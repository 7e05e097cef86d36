//! RPC Request/Response Types
//!
//! Defines the JSON-RPC method parameters and results (ADR-020).
//! Responses carry view structs, never domain entities: views resolve
//! user IDs to display names and never expose password hashes.

use serde::{Deserialize, Serialize};
use tradepost_core::domain::friend::FriendRequest;
use tradepost_core::domain::item::Item;
use tradepost_core::domain::post::{Post, PostOptions};
use tradepost_core::domain::rating::Rating;
use tradepost_core::domain::user::User;
use tradepost_core::domain::Comment;

// ---------------------------------------------------------------------------
// Shared views

#[derive(Debug, Clone, Serialize)]
pub struct UserView {
    pub id: String,
    pub username: String,
    pub created_at: i64,
}

impl UserView {
    pub fn from_user(user: &User) -> Self {
        Self {
            id: user.id.clone(),
            username: user.username.clone(),
            created_at: user.created_at,
        }
    }
}

#[derive(Debug, Clone, Serialize)]
pub struct ItemView {
    pub id: String,
    pub seller_id: String,
    pub name: String,
    pub cost: i64,
    pub description: String,
    pub pictures: Vec<String>,
    pub contact: String,
    pub queue_length: u32,
    pub created_at: i64,
    pub updated_at: i64,
}

impl ItemView {
    pub fn from_item(item: &Item) -> Self {
        Self {
            id: item.id.clone(),
            seller_id: item.seller.clone(),
            name: item.name.clone(),
            cost: item.cost,
            description: item.description.clone(),
            pictures: item.pictures.clone(),
            contact: item.contact.clone(),
            queue_length: item.claim_queue.claimants().len() as u32,
            created_at: item.created_at,
            updated_at: item.updated_at,
        }
    }
}

#[derive(Debug, Clone, Serialize)]
pub struct PostView {
    pub id: String,
    pub author_id: String,
    pub author_username: String,
    pub content: String,
    pub options: Option<PostOptions>,
    pub created_at: i64,
    pub updated_at: i64,
}

impl PostView {
    pub fn from_post(post: &Post, author_username: String) -> Self {
        Self {
            id: post.id.clone(),
            author_id: post.author.clone(),
            author_username,
            content: post.content.clone(),
            options: post.options.clone(),
            created_at: post.created_at,
            updated_at: post.updated_at,
        }
    }
}

#[derive(Debug, Clone, Serialize)]
pub struct CommentView {
    pub id: String,
    pub item_id: String,
    pub author_id: String,
    pub author_username: String,
    pub body: String,
    pub created_at: i64,
    pub updated_at: i64,
}

impl CommentView {
    pub fn from_comment(comment: &Comment, author_username: String) -> Self {
        Self {
            id: comment.id.clone(),
            item_id: comment.item_id.clone(),
            author_id: comment.author.clone(),
            author_username,
            body: comment.body.clone(),
            created_at: comment.created_at,
            updated_at: comment.updated_at,
        }
    }
}

#[derive(Debug, Clone, Serialize)]
pub struct RatingView {
    pub id: String,
    pub seller_id: String,
    pub item_id: String,
    pub rater_id: String,
    pub score: i32,
    pub created_at: i64,
    pub updated_at: i64,
}

impl RatingView {
    pub fn from_rating(rating: &Rating) -> Self {
        Self {
            id: rating.id.clone(),
            seller_id: rating.seller.clone(),
            item_id: rating.item_id.clone(),
            rater_id: rating.rater.clone(),
            score: rating.score,
            created_at: rating.created_at,
            updated_at: rating.updated_at,
        }
    }
}

#[derive(Debug, Clone, Serialize)]
pub struct FriendRequestView {
    pub id: String,
    pub from_user_id: String,
    pub from_username: String,
    pub to_user_id: String,
    pub to_username: String,
    pub status: String,
    pub created_at: i64,
}

impl FriendRequestView {
    pub fn from_request(req: &FriendRequest, from_username: String, to_username: String) -> Self {
        Self {
            id: req.id.clone(),
            from_user_id: req.from_user.clone(),
            from_username,
            to_user_id: req.to_user.clone(),
            to_username,
            status: req.status.as_str().to_string(),
            created_at: req.created_at,
        }
    }
}

// ---------------------------------------------------------------------------
// Sessions

/// session.login.v1 - Authenticate and open a session
#[derive(Debug, Deserialize)]
pub struct LoginRequest {
    pub username: String,
    pub password: String,
}

#[derive(Debug, Clone, Serialize)]
pub struct LoginResponse {
    pub session: String,
    pub expires_at: i64,
    pub user: UserView,
}

/// session.logout.v1 - End the caller's session
#[derive(Debug, Deserialize)]
pub struct LogoutRequest {
    pub session: String,
}

#[derive(Debug, Clone, Serialize)]
pub struct LogoutResponse {
    pub logged_out: bool,
}

/// session.current.v1 - Resolve the session to its user
#[derive(Debug, Deserialize)]
pub struct CurrentSessionRequest {
    pub session: String,
}

#[derive(Debug, Clone, Serialize)]
pub struct CurrentSessionResponse {
    pub user: UserView,
}

// ---------------------------------------------------------------------------
// Users

/// user.create.v1 - Register a new account
#[derive(Debug, Deserialize)]
pub struct CreateUserRequest {
    pub username: String,
    pub password: String,
}

#[derive(Debug, Clone, Serialize)]
pub struct CreateUserResponse {
    pub user: UserView,
}

/// user.list.v1 - List all accounts, oldest first
#[derive(Debug, Deserialize)]
pub struct ListUsersRequest {
    // No parameters needed
}

#[derive(Debug, Clone, Serialize)]
pub struct ListUsersResponse {
    pub users: Vec<UserView>,
}

/// user.get.v1 - Look up an account by username
#[derive(Debug, Deserialize)]
pub struct GetUserRequest {
    pub username: String,
}

#[derive(Debug, Clone, Serialize)]
pub struct GetUserResponse {
    pub user: UserView,
}

/// user.update_username.v1 - Rename the caller's account
#[derive(Debug, Deserialize)]
pub struct UpdateUsernameRequest {
    pub session: String,
    pub new_username: String,
}

#[derive(Debug, Clone, Serialize)]
pub struct UpdateUsernameResponse {
    pub user: UserView,
}

/// user.update_password.v1 - Change the caller's password
#[derive(Debug, Deserialize)]
pub struct UpdatePasswordRequest {
    pub session: String,
    pub current_password: String,
    pub new_password: String,
}

#[derive(Debug, Clone, Serialize)]
pub struct UpdatePasswordResponse {
    pub updated: bool,
}

/// user.delete.v1 - Delete the caller's account
#[derive(Debug, Deserialize)]
pub struct DeleteUserRequest {
    pub session: String,
}

#[derive(Debug, Clone, Serialize)]
pub struct DeleteUserResponse {
    pub deleted: bool,
}

// ---------------------------------------------------------------------------
// Items

/// item.create.v1 - List an item for sale
#[derive(Debug, Deserialize)]
pub struct CreateItemRequest {
    pub session: String,
    pub name: String,
    pub cost: i64,
    #[serde(default)]
    pub description: String,
    #[serde(default)]
    pub pictures: Vec<String>,
    #[serde(default)]
    pub contact: String,
}

#[derive(Debug, Clone, Serialize)]
pub struct ItemResponse {
    pub item: ItemView,
}

/// item.list.v1 - List items, newest first, optionally by seller
#[derive(Debug, Deserialize)]
pub struct ListItemsRequest {
    #[serde(default)]
    pub seller_id: Option<String>,
}

#[derive(Debug, Clone, Serialize)]
pub struct ListItemsResponse {
    pub items: Vec<ItemView>,
}

/// item.update.v1 - Edit listing fields, seller only
#[derive(Debug, Deserialize)]
pub struct UpdateItemRequest {
    pub session: String,
    pub item_id: String,
    #[serde(default)]
    pub name: Option<String>,
    #[serde(default)]
    pub cost: Option<i64>,
    #[serde(default)]
    pub description: Option<String>,
    #[serde(default)]
    pub pictures: Option<Vec<String>>,
    #[serde(default)]
    pub contact: Option<String>,
}

/// item.delete.v1 - Remove a listing, seller only
#[derive(Debug, Deserialize)]
pub struct DeleteItemRequest {
    pub session: String,
    pub item_id: String,
}

#[derive(Debug, Clone, Serialize)]
pub struct DeleteItemResponse {
    pub deleted: bool,
}

// ---------------------------------------------------------------------------
// Claim queue

/// item.claim.v1 - Join an item's claim queue
#[derive(Debug, Deserialize)]
pub struct ClaimRequest {
    pub session: String,
    pub item_id: String,
}

#[derive(Debug, Clone, Serialize)]
pub struct ClaimResponse {
    pub item_id: String,
    /// 1-based position in the queue after the claim, 0 when absent.
    pub position: u32,
}

/// item.unclaim.v1 - Leave an item's claim queue
#[derive(Debug, Deserialize)]
pub struct UnclaimRequest {
    pub session: String,
    pub item_id: String,
}

#[derive(Debug, Clone, Serialize)]
pub struct UnclaimResponse {
    pub item_id: String,
    pub unclaimed: bool,
}

/// item.queue_position.v1 - The caller's position in an item's queue
#[derive(Debug, Deserialize)]
pub struct QueuePositionRequest {
    pub session: String,
    pub item_id: String,
}

#[derive(Debug, Clone, Serialize)]
pub struct QueuePositionResponse {
    pub item_id: String,
    /// 1-based position, 0 when the caller is not queued.
    pub position: u32,
}

/// item.queue.v1 - Full claim queue for an item, in claim order
#[derive(Debug, Deserialize)]
pub struct QueueRequest {
    pub item_id: String,
}

#[derive(Debug, Clone, Serialize)]
pub struct QueueEntry {
    pub position: u32,
    pub user_id: String,
    pub username: String,
}

#[derive(Debug, Clone, Serialize)]
pub struct QueueResponse {
    pub item_id: String,
    pub claimants: Vec<QueueEntry>,
}

// ---------------------------------------------------------------------------
// Posts

/// post.create.v1 - Publish a post
#[derive(Debug, Deserialize)]
pub struct CreatePostRequest {
    pub session: String,
    pub content: String,
    #[serde(default)]
    pub options: Option<PostOptions>,
}

#[derive(Debug, Clone, Serialize)]
pub struct PostResponse {
    pub post: PostView,
}

/// post.list.v1 - List posts, newest first, optionally by author
#[derive(Debug, Deserialize)]
pub struct ListPostsRequest {
    #[serde(default)]
    pub author_id: Option<String>,
}

#[derive(Debug, Clone, Serialize)]
pub struct ListPostsResponse {
    pub posts: Vec<PostView>,
}

/// post.update.v1 - Edit a post, author only
#[derive(Debug, Deserialize)]
pub struct UpdatePostRequest {
    pub session: String,
    pub post_id: String,
    #[serde(default)]
    pub content: Option<String>,
    #[serde(default)]
    pub options: Option<PostOptions>,
}

/// post.delete.v1 - Remove a post, author only
#[derive(Debug, Deserialize)]
pub struct DeletePostRequest {
    pub session: String,
    pub post_id: String,
}

#[derive(Debug, Clone, Serialize)]
pub struct DeletePostResponse {
    pub deleted: bool,
}
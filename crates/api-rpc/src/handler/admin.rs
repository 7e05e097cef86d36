//! Admin Surface - operational statistics and manual maintenance

use super::RpcHandler;
use crate::error::to_rpc_error;
use crate::types::{MaintenanceRequest, MaintenanceResponse, StatsRequest, StatsResponse};
use jsonrpsee::types::ErrorObjectOwned;

impl RpcHandler {
    /// admin.stats.v1
    pub async fn stats(&self, _params: StatsRequest) -> Result<StatsResponse, ErrorObjectOwned> {
        let stats = self
            .ctx
            .maintenance
            .get_stats()
            .await
            .map_err(to_rpc_error)?;

        Ok(StatsResponse {
            user_count: stats.user_count,
            item_count: stats.item_count,
            session_count: stats.session_count,
            comment_count: stats.comment_count,
            db_size_bytes: stats.db_size_bytes,
            fragmentation_percent: stats.fragmentation_percent,
            uptime_seconds: self.uptime_seconds(),
        })
    }

    /// admin.maintenance.v1
    pub async fn run_maintenance(
        &self,
        params: MaintenanceRequest,
    ) -> Result<MaintenanceResponse, ErrorObjectOwned> {
        let stats_before = self
            .ctx
            .maintenance
            .get_stats()
            .await
            .map_err(to_rpc_error)?;

        // Run VACUUM if forced or needed
        let vacuum_run = if params.force_vacuum || stats_before.fragmentation_percent > 10.0 {
            self.ctx.maintenance.vacuum().await.map_err(to_rpc_error)?;
            true
        } else {
            false
        };

        let now = self.ctx.time_provider.now_millis();
        let sessions_deleted = self
            .ctx
            .maintenance
            .gc_expired_sessions(now)
            .await
            .map_err(to_rpc_error)?;

        let comments_deleted = self
            .ctx
            .maintenance
            .gc_orphaned_comments()
            .await
            .map_err(to_rpc_error)?;

        let stats_after = self
            .ctx
            .maintenance
            .get_stats()
            .await
            .map_err(to_rpc_error)?;

        Ok(MaintenanceResponse {
            vacuum_run,
            sessions_deleted,
            comments_deleted,
            db_size_before: stats_before.db_size_bytes,
            db_size_after: stats_after.db_size_bytes,
        })
    }
}
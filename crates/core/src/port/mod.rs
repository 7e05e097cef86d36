// Port Layer - Interfaces for external dependencies

pub mod claim_queue_store; // Phase 2
pub mod comment_repository;
pub mod friend_repository;
pub mod id_provider; // For deterministic testing
pub mod item_repository;
pub mod maintenance; // Phase 4
pub mod password_hasher;
pub mod post_repository;
pub mod rating_repository;
pub mod session_store;
pub mod time_provider;
pub mod user_repository;

// Re-exports
pub use claim_queue_store::{ClaimQueueStore, QueueSnapshot, ReplaceOutcome};
pub use comment_repository::CommentRepository;
pub use friend_repository::FriendRepository;
pub use id_provider::IdProvider;
pub use item_repository::ItemRepository;
pub use maintenance::{Maintenance, MaintenanceConfig, MaintenanceStats};
pub use password_hasher::PasswordHasher;
pub use post_repository::PostRepository;
pub use rating_repository::RatingRepository;
pub use session_store::SessionStore;
pub use time_provider::TimeProvider;
pub use user_repository::UserRepository;
// SQLite CommentRepository Implementation

use crate::error::map_sqlx_error;
use async_trait::async_trait;
use sqlx::SqlitePool;
use tradepost_core::domain::Comment;
use tradepost_core::error::{AppError, Result};
use tradepost_core::port::CommentRepository;

pub struct SqliteCommentRepository {
    pool: SqlitePool,
}

impl SqliteCommentRepository {
    pub fn new(pool: SqlitePool) -> Self {
        Self { pool }
    }
}

#[async_trait]
impl CommentRepository for SqliteCommentRepository {
    async fn insert(&self, comment: &Comment) -> Result<()> {
        sqlx::query(
            r#"
            INSERT INTO comments (id, item_id, author, body, created_at, updated_at)
            VALUES (?, ?, ?, ?, ?, ?)
            "#,
        )
        .bind(&comment.id)
        .bind(&comment.item_id)
        .bind(&comment.author)
        .bind(&comment.body)
        .bind(comment.created_at)
        .bind(comment.updated_at)
        .execute(&self.pool)
        .await
        .map_err(map_sqlx_error)?;

        Ok(())
    }

    async fn find_by_id(&self, id: &str) -> Result<Option<Comment>> {
        let row = sqlx::query_as::<_, CommentRow>("SELECT * FROM comments WHERE id = ?")
            .bind(id)
            .fetch_optional(&self.pool)
            .await
            .map_err(map_sqlx_error)?;

        Ok(row.map(|r| r.into_comment()))
    }

    async fn list_by_item(&self, item_id: &str) -> Result<Vec<Comment>> {
        // Thread order: oldest first
        let rows: Vec<CommentRow> = sqlx::query_as(
            r#"
            SELECT * FROM comments
            WHERE item_id = ?
            ORDER BY created_at ASC, id ASC
            "#,
        )
        .bind(item_id)
        .fetch_all(&self.pool)
        .await
        .map_err(map_sqlx_error)?;

        Ok(rows.into_iter().map(|row| row.into_comment()).collect())
    }

    async fn update(&self, comment: &Comment) -> Result<()> {
        let result = sqlx::query(
            r#"
            UPDATE comments
            SET body = ?, updated_at = ?
            WHERE id = ?
            "#,
        )
        .bind(&comment.body)
        .bind(comment.updated_at)
        .bind(&comment.id)
        .execute(&self.pool)
        .await
        .map_err(map_sqlx_error)?;

        if result.rows_affected() == 0 {
            return Err(AppError::comment_not_found(&comment.id));
        }

        Ok(())
    }

    async fn delete(&self, id: &str) -> Result<()> {
        let result = sqlx::query("DELETE FROM comments WHERE id = ?")
            .bind(id)
            .execute(&self.pool)
            .await
            .map_err(map_sqlx_error)?;

        if result.rows_affected() == 0 {
            return Err(AppError::comment_not_found(id));
        }

        Ok(())
    }
}

/// SQLite row representation
#[derive(Debug, sqlx::FromRow)]
struct CommentRow {
    id: String,
    item_id: String,
    author: String,
    body: String,
    created_at: i64,
    updated_at: i64,
}

impl CommentRow {
    fn into_comment(self) -> Comment {
        Comment {
            id: self.id,
            item_id: self.item_id,
            author: self.author,
            body: self.body,
            created_at: self.created_at,
            updated_at: self.updated_at,
        }
    }
}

TASK OBJECTIVE: Copy out each line of the records that holds the string "CommentView".

SOLUTION FOR THIS EXERCISE:
pub struct CommentView {
impl CommentView {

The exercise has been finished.